→ PROBLEM TO SOLVE
Copy exactly the lines of the records below, and only those lines, beginning with the line that contains "local_axis_a: a.rotation.conjugate() *" and ending with the line that contains "pub(crate) fn prepare(&mut".

→ INFORMATION

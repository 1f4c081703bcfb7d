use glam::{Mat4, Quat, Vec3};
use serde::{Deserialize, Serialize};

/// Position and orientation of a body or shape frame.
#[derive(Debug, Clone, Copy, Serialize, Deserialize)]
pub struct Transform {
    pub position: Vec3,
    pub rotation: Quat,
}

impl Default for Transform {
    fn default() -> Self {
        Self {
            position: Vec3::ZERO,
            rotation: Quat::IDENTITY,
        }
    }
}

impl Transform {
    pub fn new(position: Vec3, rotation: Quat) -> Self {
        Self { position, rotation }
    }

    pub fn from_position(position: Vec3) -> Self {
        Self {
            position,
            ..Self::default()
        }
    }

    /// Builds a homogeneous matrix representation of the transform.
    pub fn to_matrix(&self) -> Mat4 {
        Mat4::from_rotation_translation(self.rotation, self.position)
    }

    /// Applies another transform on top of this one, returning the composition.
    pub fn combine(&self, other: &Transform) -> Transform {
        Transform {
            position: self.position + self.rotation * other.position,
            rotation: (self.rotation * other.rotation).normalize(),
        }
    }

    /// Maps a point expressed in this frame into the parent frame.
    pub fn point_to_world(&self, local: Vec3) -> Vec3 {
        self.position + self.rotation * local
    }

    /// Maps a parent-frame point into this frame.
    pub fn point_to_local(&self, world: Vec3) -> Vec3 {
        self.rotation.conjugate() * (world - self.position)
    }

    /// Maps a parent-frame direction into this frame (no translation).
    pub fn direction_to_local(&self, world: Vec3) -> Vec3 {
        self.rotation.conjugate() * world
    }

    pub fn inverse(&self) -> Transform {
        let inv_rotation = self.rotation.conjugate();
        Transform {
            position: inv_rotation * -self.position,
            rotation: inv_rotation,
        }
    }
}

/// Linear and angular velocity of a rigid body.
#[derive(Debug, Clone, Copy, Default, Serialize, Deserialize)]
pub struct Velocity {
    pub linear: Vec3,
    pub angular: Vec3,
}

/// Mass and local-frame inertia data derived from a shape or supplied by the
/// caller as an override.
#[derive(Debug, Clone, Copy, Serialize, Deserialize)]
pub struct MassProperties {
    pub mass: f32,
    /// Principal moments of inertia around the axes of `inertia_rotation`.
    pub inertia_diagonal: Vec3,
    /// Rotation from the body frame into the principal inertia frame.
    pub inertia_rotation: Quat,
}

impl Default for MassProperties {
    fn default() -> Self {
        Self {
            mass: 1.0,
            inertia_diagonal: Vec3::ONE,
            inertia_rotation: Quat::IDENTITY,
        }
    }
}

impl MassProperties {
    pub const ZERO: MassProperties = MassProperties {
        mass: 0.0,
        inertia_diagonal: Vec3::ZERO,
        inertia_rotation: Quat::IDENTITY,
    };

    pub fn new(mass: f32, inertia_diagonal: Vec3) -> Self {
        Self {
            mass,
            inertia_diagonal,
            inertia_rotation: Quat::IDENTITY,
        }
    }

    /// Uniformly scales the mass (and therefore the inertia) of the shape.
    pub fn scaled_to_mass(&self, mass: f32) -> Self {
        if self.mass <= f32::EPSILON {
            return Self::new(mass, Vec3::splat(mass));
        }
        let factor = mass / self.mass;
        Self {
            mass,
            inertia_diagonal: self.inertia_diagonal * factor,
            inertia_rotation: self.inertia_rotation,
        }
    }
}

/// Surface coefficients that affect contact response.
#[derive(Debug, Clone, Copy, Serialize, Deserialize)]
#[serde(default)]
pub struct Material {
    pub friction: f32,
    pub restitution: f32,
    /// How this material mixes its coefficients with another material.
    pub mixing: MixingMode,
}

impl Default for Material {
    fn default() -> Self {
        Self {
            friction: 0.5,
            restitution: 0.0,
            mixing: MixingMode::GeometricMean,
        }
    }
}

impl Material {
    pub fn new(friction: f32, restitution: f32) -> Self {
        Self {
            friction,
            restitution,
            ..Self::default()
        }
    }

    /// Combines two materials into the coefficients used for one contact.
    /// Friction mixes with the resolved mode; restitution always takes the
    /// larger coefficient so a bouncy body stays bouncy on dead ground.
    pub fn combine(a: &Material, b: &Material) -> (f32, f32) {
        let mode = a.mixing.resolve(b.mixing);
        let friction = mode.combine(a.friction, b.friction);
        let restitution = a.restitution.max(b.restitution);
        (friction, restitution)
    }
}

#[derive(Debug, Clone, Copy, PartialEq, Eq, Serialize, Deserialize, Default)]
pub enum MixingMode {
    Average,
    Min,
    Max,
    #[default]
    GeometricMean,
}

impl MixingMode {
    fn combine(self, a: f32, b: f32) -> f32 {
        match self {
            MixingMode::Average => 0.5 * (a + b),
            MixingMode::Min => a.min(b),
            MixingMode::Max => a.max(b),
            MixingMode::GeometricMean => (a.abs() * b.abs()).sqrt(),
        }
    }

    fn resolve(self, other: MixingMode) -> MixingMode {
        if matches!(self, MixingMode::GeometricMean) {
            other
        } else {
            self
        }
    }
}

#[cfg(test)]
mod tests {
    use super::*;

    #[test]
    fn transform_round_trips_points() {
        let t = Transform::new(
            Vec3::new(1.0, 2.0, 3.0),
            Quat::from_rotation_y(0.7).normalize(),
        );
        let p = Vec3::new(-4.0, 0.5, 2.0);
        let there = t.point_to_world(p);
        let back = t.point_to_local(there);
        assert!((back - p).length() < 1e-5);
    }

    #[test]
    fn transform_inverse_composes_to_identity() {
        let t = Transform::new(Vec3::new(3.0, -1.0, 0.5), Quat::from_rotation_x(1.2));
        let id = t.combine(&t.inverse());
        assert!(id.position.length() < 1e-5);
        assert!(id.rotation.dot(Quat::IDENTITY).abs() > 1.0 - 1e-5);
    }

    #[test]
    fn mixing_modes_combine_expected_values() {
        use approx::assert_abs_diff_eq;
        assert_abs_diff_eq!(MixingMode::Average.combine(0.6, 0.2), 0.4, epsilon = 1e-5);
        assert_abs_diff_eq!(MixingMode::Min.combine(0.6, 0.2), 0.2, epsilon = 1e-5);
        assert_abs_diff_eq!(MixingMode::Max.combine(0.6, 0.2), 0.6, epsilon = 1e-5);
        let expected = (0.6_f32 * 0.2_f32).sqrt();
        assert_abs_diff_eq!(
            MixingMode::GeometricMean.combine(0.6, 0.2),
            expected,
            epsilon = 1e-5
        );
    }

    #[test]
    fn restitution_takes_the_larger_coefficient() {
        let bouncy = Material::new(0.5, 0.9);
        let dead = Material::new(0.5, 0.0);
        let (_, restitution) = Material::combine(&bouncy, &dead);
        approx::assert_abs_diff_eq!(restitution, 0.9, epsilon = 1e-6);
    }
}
==
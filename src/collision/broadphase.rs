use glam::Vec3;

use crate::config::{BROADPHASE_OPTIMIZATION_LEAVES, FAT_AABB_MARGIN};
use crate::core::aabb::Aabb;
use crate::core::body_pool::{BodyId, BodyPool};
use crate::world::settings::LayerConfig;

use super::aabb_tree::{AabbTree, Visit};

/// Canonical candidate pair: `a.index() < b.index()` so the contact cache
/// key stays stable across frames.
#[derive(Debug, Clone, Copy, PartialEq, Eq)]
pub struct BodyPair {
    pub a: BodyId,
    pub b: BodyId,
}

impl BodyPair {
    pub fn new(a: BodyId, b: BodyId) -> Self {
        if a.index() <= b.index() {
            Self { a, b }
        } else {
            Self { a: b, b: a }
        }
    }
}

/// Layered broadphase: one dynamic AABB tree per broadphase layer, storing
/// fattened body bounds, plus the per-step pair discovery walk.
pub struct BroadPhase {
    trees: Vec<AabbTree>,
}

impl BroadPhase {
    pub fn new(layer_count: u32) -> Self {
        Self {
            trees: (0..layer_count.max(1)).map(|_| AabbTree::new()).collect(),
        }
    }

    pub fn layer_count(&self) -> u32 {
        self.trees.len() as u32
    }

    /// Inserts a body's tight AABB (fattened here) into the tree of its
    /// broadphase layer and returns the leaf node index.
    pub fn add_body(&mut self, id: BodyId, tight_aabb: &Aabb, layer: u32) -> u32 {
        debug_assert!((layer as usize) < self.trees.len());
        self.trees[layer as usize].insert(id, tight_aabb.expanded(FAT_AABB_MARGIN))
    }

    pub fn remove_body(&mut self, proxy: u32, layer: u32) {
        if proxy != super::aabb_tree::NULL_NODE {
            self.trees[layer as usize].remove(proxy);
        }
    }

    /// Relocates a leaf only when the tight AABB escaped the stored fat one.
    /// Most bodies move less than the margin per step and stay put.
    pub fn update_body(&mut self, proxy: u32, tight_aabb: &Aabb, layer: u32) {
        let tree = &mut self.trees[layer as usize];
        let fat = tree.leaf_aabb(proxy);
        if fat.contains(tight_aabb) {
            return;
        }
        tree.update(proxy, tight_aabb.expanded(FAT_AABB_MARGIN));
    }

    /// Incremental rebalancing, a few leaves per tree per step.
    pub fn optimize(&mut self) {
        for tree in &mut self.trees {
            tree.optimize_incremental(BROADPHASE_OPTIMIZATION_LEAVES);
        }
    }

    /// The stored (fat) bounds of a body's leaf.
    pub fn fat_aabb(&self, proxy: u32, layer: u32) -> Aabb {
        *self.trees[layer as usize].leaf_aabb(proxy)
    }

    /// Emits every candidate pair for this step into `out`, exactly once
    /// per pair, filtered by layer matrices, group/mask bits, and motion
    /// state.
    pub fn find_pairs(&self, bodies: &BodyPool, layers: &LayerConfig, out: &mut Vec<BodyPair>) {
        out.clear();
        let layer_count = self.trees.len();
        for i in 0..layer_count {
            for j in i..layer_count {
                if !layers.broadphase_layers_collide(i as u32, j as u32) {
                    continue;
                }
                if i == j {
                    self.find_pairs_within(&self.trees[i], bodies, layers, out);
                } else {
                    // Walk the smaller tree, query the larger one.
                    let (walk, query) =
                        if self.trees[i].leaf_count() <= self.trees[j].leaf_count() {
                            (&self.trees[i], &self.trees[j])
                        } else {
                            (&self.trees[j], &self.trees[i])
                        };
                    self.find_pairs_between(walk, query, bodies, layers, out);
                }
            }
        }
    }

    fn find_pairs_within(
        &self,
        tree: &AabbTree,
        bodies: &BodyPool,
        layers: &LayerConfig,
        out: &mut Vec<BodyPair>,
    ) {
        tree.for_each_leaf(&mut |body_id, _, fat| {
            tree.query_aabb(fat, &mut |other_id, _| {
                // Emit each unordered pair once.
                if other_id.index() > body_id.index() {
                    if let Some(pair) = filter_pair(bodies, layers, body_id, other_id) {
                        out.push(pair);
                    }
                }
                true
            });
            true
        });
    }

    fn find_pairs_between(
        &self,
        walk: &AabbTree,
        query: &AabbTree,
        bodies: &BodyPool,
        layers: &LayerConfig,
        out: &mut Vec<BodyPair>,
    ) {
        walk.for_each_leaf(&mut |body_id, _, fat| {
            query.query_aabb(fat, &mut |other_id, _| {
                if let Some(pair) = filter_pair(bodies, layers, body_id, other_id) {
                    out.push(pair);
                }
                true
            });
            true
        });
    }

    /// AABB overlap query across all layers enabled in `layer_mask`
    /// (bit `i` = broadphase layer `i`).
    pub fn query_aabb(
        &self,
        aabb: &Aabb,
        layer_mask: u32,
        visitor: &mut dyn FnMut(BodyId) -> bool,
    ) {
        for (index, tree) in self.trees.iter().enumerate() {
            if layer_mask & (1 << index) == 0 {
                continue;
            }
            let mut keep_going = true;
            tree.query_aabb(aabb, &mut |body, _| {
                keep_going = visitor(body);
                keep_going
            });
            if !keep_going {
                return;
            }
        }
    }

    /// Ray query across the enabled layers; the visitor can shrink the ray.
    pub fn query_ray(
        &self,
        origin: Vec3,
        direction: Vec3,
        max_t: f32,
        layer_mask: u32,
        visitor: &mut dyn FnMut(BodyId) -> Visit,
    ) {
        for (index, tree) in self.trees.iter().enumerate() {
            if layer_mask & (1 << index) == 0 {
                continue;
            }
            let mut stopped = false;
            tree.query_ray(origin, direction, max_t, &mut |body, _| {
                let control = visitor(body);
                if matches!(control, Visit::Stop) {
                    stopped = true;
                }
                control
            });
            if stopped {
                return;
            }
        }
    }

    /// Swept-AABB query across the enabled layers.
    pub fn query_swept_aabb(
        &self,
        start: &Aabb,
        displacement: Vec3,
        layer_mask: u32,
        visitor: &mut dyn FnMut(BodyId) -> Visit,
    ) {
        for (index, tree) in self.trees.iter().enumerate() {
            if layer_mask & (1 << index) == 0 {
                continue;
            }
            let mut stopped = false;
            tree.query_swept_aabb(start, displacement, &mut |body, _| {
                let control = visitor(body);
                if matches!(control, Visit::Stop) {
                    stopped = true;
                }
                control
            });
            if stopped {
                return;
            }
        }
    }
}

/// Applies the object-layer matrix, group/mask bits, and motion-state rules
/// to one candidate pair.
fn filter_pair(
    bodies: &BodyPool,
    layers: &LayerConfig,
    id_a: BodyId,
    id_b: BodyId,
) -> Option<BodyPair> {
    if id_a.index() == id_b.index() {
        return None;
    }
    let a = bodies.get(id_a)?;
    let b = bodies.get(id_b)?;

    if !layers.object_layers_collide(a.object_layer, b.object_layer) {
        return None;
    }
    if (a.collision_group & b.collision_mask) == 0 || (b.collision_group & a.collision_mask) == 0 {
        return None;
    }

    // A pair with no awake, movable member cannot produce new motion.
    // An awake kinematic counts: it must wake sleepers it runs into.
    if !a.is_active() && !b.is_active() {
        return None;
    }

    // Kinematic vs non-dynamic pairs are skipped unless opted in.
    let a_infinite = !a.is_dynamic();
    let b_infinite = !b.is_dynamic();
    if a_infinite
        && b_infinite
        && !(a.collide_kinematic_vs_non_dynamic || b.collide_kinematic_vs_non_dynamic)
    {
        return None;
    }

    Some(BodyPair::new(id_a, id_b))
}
==
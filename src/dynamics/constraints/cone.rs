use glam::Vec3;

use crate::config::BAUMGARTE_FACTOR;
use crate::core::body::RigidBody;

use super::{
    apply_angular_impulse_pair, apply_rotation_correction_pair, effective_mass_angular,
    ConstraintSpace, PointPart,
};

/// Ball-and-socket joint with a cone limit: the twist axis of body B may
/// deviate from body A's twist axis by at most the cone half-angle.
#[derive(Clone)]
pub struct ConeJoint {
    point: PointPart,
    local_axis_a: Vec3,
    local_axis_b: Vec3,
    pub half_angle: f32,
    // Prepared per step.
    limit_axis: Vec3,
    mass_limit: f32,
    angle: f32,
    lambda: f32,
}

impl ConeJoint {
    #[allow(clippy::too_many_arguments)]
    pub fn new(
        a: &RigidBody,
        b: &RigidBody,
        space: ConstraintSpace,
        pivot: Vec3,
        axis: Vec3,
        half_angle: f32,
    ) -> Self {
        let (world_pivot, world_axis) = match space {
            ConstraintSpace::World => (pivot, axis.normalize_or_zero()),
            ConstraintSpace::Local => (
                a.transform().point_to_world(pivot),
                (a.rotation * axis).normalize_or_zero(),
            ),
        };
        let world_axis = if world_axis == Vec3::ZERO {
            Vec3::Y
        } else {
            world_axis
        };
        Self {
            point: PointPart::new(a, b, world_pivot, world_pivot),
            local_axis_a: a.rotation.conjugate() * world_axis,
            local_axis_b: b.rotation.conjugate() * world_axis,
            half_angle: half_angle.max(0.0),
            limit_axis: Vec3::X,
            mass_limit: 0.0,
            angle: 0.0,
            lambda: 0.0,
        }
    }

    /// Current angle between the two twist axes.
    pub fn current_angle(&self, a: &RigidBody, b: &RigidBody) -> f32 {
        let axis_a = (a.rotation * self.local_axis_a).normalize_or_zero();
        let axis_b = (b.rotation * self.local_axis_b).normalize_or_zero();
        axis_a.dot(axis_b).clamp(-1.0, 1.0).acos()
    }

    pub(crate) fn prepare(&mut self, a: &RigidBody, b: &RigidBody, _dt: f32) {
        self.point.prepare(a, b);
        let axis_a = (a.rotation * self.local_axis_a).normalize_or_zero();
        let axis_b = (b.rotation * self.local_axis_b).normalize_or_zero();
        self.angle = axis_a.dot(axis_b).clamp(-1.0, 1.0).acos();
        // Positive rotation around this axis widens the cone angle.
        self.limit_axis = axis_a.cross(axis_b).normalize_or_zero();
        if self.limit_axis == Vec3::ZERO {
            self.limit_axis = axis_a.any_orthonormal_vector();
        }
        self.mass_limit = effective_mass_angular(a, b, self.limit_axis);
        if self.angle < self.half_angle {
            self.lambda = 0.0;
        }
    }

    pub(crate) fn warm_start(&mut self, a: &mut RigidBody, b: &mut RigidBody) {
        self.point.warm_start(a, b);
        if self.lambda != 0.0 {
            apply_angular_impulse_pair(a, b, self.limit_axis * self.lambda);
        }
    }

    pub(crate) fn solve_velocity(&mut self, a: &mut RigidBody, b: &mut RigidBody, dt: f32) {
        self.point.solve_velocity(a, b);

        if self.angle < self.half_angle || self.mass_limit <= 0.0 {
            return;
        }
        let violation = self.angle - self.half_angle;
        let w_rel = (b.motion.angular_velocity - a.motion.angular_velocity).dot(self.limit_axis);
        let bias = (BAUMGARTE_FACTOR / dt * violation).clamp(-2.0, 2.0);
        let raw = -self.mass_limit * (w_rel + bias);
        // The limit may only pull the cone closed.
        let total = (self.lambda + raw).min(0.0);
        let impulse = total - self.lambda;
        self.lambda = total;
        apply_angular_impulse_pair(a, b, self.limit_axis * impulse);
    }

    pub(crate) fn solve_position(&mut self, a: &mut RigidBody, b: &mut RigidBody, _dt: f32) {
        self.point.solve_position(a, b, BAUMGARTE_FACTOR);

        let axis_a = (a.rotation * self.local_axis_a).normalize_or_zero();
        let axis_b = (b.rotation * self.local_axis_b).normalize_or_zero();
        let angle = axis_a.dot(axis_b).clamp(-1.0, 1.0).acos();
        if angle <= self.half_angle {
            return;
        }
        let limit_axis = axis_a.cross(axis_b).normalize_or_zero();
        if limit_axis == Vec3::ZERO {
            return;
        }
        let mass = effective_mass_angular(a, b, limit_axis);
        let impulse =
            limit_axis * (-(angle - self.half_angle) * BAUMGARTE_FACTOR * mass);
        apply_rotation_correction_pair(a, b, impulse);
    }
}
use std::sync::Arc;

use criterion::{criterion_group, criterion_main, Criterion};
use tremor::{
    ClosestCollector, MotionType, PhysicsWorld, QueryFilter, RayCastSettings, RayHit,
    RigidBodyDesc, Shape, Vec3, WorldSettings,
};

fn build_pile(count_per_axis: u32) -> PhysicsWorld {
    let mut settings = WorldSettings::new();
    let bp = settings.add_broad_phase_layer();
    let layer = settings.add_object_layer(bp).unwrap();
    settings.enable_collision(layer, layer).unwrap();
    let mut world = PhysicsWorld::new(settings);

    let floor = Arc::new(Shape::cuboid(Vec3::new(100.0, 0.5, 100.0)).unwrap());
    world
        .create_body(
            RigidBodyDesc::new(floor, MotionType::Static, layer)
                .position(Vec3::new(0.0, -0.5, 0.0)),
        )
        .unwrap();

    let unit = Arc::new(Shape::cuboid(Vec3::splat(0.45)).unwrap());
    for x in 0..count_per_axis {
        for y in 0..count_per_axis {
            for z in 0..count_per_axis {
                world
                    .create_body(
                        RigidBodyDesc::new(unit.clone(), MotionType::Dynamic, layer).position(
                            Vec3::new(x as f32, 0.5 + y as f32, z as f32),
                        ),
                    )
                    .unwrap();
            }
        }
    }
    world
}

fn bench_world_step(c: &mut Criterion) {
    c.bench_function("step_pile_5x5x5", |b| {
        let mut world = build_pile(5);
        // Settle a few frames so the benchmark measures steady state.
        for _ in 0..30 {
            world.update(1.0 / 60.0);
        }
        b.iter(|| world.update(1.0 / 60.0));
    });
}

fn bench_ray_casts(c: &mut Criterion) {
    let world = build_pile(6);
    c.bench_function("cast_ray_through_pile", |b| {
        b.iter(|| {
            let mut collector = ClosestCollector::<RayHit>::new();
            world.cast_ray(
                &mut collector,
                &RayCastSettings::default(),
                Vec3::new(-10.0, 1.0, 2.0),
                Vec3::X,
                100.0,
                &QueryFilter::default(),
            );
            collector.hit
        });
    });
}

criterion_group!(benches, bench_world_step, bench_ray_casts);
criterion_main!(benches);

→ ANSWER BOX
            local_axis_a: a.rotation.conjugate() * world_axis,
            local_axis_b: b.rotation.conjugate() * world_axis,
            half_angle: half_angle.max(0.0),
            limit_axis: Vec3::X,
            mass_limit: 0.0,
            angle: 0.0,
            lambda: 0.0,
        }
    }

    /// Current angle between the two twist axes.
    pub fn current_angle(&self, a: &RigidBody, b: &RigidBody) -> f32 {
        let axis_a = (a.rotation * self.local_axis_a).normalize_or_zero();
        let axis_b = (b.rotation * self.local_axis_b).normalize_or_zero();
        axis_a.dot(axis_b).clamp(-1.0, 1.0).acos()
    }

    pub(crate) fn prepare(&mut self, a: &RigidBody, b: &RigidBody, _dt: f32) {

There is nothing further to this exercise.